ウェアウルフ族は物凄く嬉しそうに俺の隣へ着席、尻尾ぶんぶんしてて可愛い。




「――これくらいでしょうか、他に聞きたいことがあれば分かる範囲でお答えしますよ。」


「いや、充分だ。」


警備の仕事だからどういう頻度で魔物の討伐をしているか、村の安全はしっかり確保されているかという話だと思っていたが……村の住民は俺の想像の斜め上の行動を取っていた。


まさか独自に山林を切り開いて村の周囲を制圧しつつあるとは。


元々木が必要だというダークエルフ族の声が発端らしいが……そこまでやっているとは思いもしなかったよ。
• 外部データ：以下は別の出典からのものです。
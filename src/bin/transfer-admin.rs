use std::path::PathBuf;
use std::sync::Arc;

use anyhow::{anyhow, bail, Context, Result};
use async_trait::async_trait;
use chrono::{Local, NaiveDate, Utc};
use clap::{ArgEnum, Parser, Subcommand};
use log::{debug, info};

use transfer_admin::events::AppEvent;
use transfer_admin::notifications::format_relative;
use transfer_admin::prelude::*;
use transfer_admin::push::{DisplayNotification, NotificationSurface, Permission};
use transfer_admin::reservations::{CalendarView, NewReservation, Reservation, ReservationPatch};
use transfer_admin::session::{Access, Route};

const DEFAULT_SESSION_FILE: &str = ".transfer-admin-session.json";

#[derive(Parser)]
#[clap(name = "transfer-admin", version, about = "Administration console for transport reservations")]
struct Cli {
    /// Base URL of the backend API
    #[clap(long, env = "TRANSFER_ADMIN_API_URL")]
    api_url: String,

    /// Public key used when requesting push tokens
    #[clap(long, env = "TRANSFER_ADMIN_VAPID_KEY", default_value = "")]
    vapid_key: String,

    /// File the session is kept in between invocations
    #[clap(long, env = "TRANSFER_ADMIN_SESSION_FILE", default_value = DEFAULT_SESSION_FILE)]
    session_file: PathBuf,

    #[clap(subcommand)]
    command: Command,
}

#[derive(Subcommand)]
enum Command {
    /// Sign in as an administrator
    Login {
        email: String,
        #[clap(long, env = "TRANSFER_ADMIN_PASSWORD", hide_env_values = true)]
        password: String,
    },
    /// Forget the stored session
    Logout,
    /// Review and edit reservations
    #[clap(subcommand)]
    Reservations(ReservationCommand),
    /// Show the reservation calendar
    Calendar {
        #[clap(long, arg_enum, default_value = "day")]
        view: ViewArg,
        /// Day to show, YYYY-MM-DD (defaults to today)
        #[clap(long)]
        date: Option<String>,
    },
    /// List notifications or mark one as read
    #[clap(subcommand)]
    Notifications(NotificationCommand),
    /// Export reservations to a spreadsheet
    Export {
        /// Directory the workbook is written to
        #[clap(long, default_value = ".")]
        dir: PathBuf,
        /// Only these reservations (every reservation when omitted)
        #[clap(long = "id")]
        ids: Vec<String>,
    },
    /// Keep the calendar and notifications refreshed and print what changes
    Watch,
}

#[derive(Subcommand)]
enum ReservationCommand {
    List {
        #[clap(long)]
        estado: Option<String>,
        #[clap(long)]
        buscar: Option<String>,
        #[clap(long)]
        id: Option<String>,
    },
    Accept {
        id: String,
    },
    Reject {
        id: String,
    },
    Update {
        id: String,
        #[clap(long)]
        monto: Option<f64>,
        #[clap(long)]
        comision: Option<f64>,
        #[clap(long)]
        chofer: Option<String>,
        #[clap(long)]
        vuelo: Option<String>,
    },
    Create {
        #[clap(long)]
        nombre: String,
        #[clap(long)]
        telefono: String,
        #[clap(long)]
        correo: String,
        /// Local date and time, e.g. 2026-10-20T08:30
        #[clap(long)]
        fecha: String,
        #[clap(long)]
        recogida: String,
        #[clap(long)]
        destino: String,
        #[clap(long, default_value = "1")]
        personas: u32,
    },
}

#[derive(Subcommand)]
enum NotificationCommand {
    List,
    Read { id: String },
}

#[derive(ArgEnum, Clone, Copy)]
enum ViewArg {
    Day,
    Week,
    Month,
}

impl From<ViewArg> for CalendarView {
    fn from(view: ViewArg) -> Self {
        match view {
            ViewArg::Day => CalendarView::Day,
            ViewArg::Week => CalendarView::Week,
            ViewArg::Month => CalendarView::Month,
        }
    }
}

/// Prints local notifications to the terminal
struct ConsoleSurface;

#[async_trait]
impl NotificationSurface for ConsoleSurface {
    fn permission(&self) -> Permission {
        Permission::Granted
    }

    async fn request_permission(&self) -> Result<Permission, Error> {
        Ok(Permission::Granted)
    }

    async fn show(&self, notification: DisplayNotification) -> Result<(), Error> {
        println!("🔔 {}: {}", notification.title, notification.body);
        Ok(())
    }

    async fn close(&self, _notification: &DisplayNotification) -> Result<(), Error> {
        Ok(())
    }
}

#[tokio::main]
async fn main() -> Result<()> {
    dotenv::dotenv().ok();
    pretty_env_logger::init();

    let cli = Cli::parse();
    let config = AdminConfig::new(&cli.api_url, &cli.vapid_key)?.with_session_file(&cli.session_file);
    let panel = AdminPanel::builder(config)
        .notification_surface(Arc::new(ConsoleSurface))
        .build()?;

    match cli.command {
        Command::Login { email, password } => {
            let session = panel
                .login(&email, &password)
                .await
                .map_err(|e| anyhow!(e.user_message("Error al iniciar sesión. Por favor, intente nuevamente.")))?;
            println!("Signed in as {}", session.user.email.as_deref().unwrap_or(&session.user.id));
        }
        Command::Logout => {
            panel.logout();
            println!("Signed out");
        }
        Command::Reservations(command) => {
            require(&panel, Route::Reservations)?;
            reservations(&panel, command).await?;
        }
        Command::Calendar { view, date } => {
            require(&panel, Route::Calendar)?;
            let anchor = match date {
                Some(date) => NaiveDate::parse_from_str(&date, "%Y-%m-%d")
                    .with_context(|| format!("invalid date {}", date))?,
                None => Local::now().date_naive(),
            };
            let calendar = panel.calendar();
            calendar.load().await?;
            for event in calendar.events_in_view(view.into(), anchor, &Local).await {
                println!(
                    "{}  [{}] {}",
                    event.start.with_timezone(&Local).format("%d/%m %H:%M"),
                    event.status,
                    event.title
                );
            }
        }
        Command::Notifications(command) => {
            require(&panel, Route::Notifications)?;
            let center = panel.notification_center();
            center.reconcile().await?;
            match command {
                NotificationCommand::List => {
                    let now = Utc::now();
                    for n in center.notifications().await {
                        let marker = if n.read { " " } else { "•" };
                        println!(
                            "{} {}  {} - {} ({})",
                            marker,
                            n.id,
                            n.title,
                            n.message,
                            format_relative(n.created_at, now)
                        );
                    }
                    println!("{} unread", center.unread_count().await);
                }
                NotificationCommand::Read { id } => {
                    let result = center.mark_read(&id).await?;
                    debug!("mark_read({}) -> {:?}", id, result);
                }
            }
        }
        Command::Export { dir, ids } => {
            require(&panel, Route::ReservationTable)?;
            let table = panel.table();
            table.load().await?;
            if !ids.is_empty() {
                table.set_selection_mode(true).await;
                for id in &ids {
                    table.toggle(id).await;
                }
            }
            let path = table.export(&dir, Local::now().date_naive(), &Local).await?;
            println!("Wrote {}", path.display());
        }
        Command::Watch => {
            require(&panel, Route::Calendar)?;
            watch(&panel).await?;
        }
    }

    Ok(())
}

/// Refuse to run a command whose page would redirect to login
fn require(panel: &AdminPanel, route: Route) -> Result<()> {
    match panel.guard().check(route) {
        Access::Granted => Ok(()),
        Access::Redirect(_) => bail!("Not signed in as an administrator, run `transfer-admin login` first"),
    }
}

async fn reservations(panel: &AdminPanel, command: ReservationCommand) -> Result<()> {
    let client = panel.reservations();
    match command {
        ReservationCommand::List { estado, buscar, id } => {
            let mut query = ReservationQuery::new();
            if let Some(estado) = estado {
                query = query.status(estado.parse()?);
            }
            if let Some(buscar) = buscar {
                query = query.search(&buscar);
            }
            if let Some(id) = id {
                query = query.id(&id);
            }
            let list = client.list(&query).await?;
            if list.is_empty() {
                println!("No reservations");
            }
            for r in &list {
                print_reservation(r);
            }
        }
        ReservationCommand::Accept { id } => {
            client
                .accept(&id)
                .await
                .map_err(|e| anyhow!(e.user_message("Error al aceptar la reserva")))?;
            println!("Reserva aceptada exitosamente");
        }
        ReservationCommand::Reject { id } => {
            client
                .reject(&id)
                .await
                .map_err(|e| anyhow!(e.user_message("Error al rechazar la reserva")))?;
            println!("Reserva rechazada");
        }
        ReservationCommand::Update {
            id,
            monto,
            comision,
            chofer,
            vuelo,
        } => {
            let patch = ReservationPatch {
                amount: monto,
                commission: comision,
                driver: chofer,
                flight: vuelo,
            };
            if patch.is_empty() {
                bail!("Nothing to update");
            }
            client
                .update(&id, &patch)
                .await
                .map_err(|e| anyhow!(e.user_message("Error al guardar cambios")))?;
            print_reservation(&client.get(&id).await?);
        }
        ReservationCommand::Create {
            nombre,
            telefono,
            correo,
            fecha,
            recogida,
            destino,
            personas,
        } => {
            let form = NewReservation {
                name: nombre,
                phone: telefono,
                email: correo,
                service_at: fecha,
                pickup: recogida,
                destination: destino,
                passengers: personas,
            };
            client
                .create(&form)
                .await
                .map_err(|e| anyhow!(e.user_message("Error al crear la reserva")))?;
            println!("Reserva creada exitosamente");
        }
    }
    Ok(())
}

fn print_reservation(r: &Reservation) {
    println!(
        "{}  {}  [{}] {} ({}) {} → {}, {} pax, vuelo {}, chofer {}",
        r.id,
        r.service_at.with_timezone(&Local).format("%d/%m/%Y %H:%M"),
        r.status,
        r.name,
        r.phone,
        r.pickup,
        r.destination,
        r.passengers,
        r.flight().unwrap_or("-"),
        r.driver().unwrap_or("-"),
    );
}

async fn watch(panel: &AdminPanel) -> Result<()> {
    let mut events = panel.events().subscribe();
    let calendar = panel.calendar();
    let _refresh = calendar.spawn_refresh(panel.options().calendar_refresh_interval);
    let center = panel.notification_center();
    let _polling = center.spawn_polling(panel.options().notification_poll_interval);
    let _registration = panel.start();

    info!("Watching for changes, press Ctrl-C to stop");
    let mut last_unread = None;
    let mut ticker = tokio::time::interval(panel.options().notification_poll_interval);

    loop {
        tokio::select! {
            _ = tokio::signal::ctrl_c() => break,
            event = events.recv() => match event {
                Ok(AppEvent::NotificationArrived(n)) => println!("New: {} - {}", n.title, n.message),
                Ok(AppEvent::SessionInvalidated) => println!("Session expired"),
                Ok(AppEvent::Navigate(path)) => {
                    if Route::from_path(&path) == Some(Route::Login) {
                        bail!("Signed out by the server, run `transfer-admin login` again");
                    }
                }
                Err(e) => debug!("Event stream lagged: {}", e),
            },
            _ = ticker.tick() => {
                let unread = center.unread_count().await;
                if last_unread != Some(unread) {
                    println!(
                        "{} reservations on the calendar, {} unread notifications",
                        calendar.reservations().await.len(),
                        unread
                    );
                    last_unread = Some(unread);
                }
            }
        }
    }
    Ok(())
}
だがそのおかげもあって周囲の魔物は以前に比べて減っているらしく、村の安全が確保されているならそれはそれでありだろう。


ただ度が過ぎると行き過ぎた自然破壊になるので注意はしないとな。


ドリアードに怒られてしまう。


「しかしこういう機会でなければ村長に私達の仕事が知られないのも問題ですね。

 何か解決する案はあるでしょうか?」


「一番簡単なのは報告書を作って提出してもらうことだな。

 毎日でなくても七昼夜に一度くらいの頻度でもいい、面倒だし無理にとは言わないけどな。」


「なるほど……それなら引継ぎに使う伝言板を上手く纏めれば対応出来そうですね。

 ただ警備も魔族領や人間領に人手を取られているのですぐには難しいかもしれませんが。」


「パーン族にそのあたり頼めないか?

 まだきちんとした仕事を割り振ってない人も居ると思うんだけど。」


「確かに、少し聞いてみます。

 ……しかしユニコーンの刺身、美味しいですね。」


ウェアウルフ族は生姜をたっぷりと乗せて甘口醬油に付けて馬刺しを口へ運ぶ。


そんなに生姜を一気に食べて辛くないのだろうか、俺はほんの少しで大丈夫。


「そうだ、仕事の話じゃないんだけどさ。

 ユニコーン肉、いつでも手に入ったら嬉しいか?」


「それはもちろん、この味なら誰しもが喜ぶと思いますよ。

 しかし……この近くには生息してないので難しいのでは?」


「そこに関しては考えがある。

 貴重な意見をありがとう。」


ユニコーン肉に関してはかなりいい反応をもらえた、周りを見てもユニコーンに不満を唱えてる人も居なさそうだし……メアリーの案に乗っかるとしよう。


そろそろ目は覚めただろうか、食事を切り上げて様子を見に行って見るか。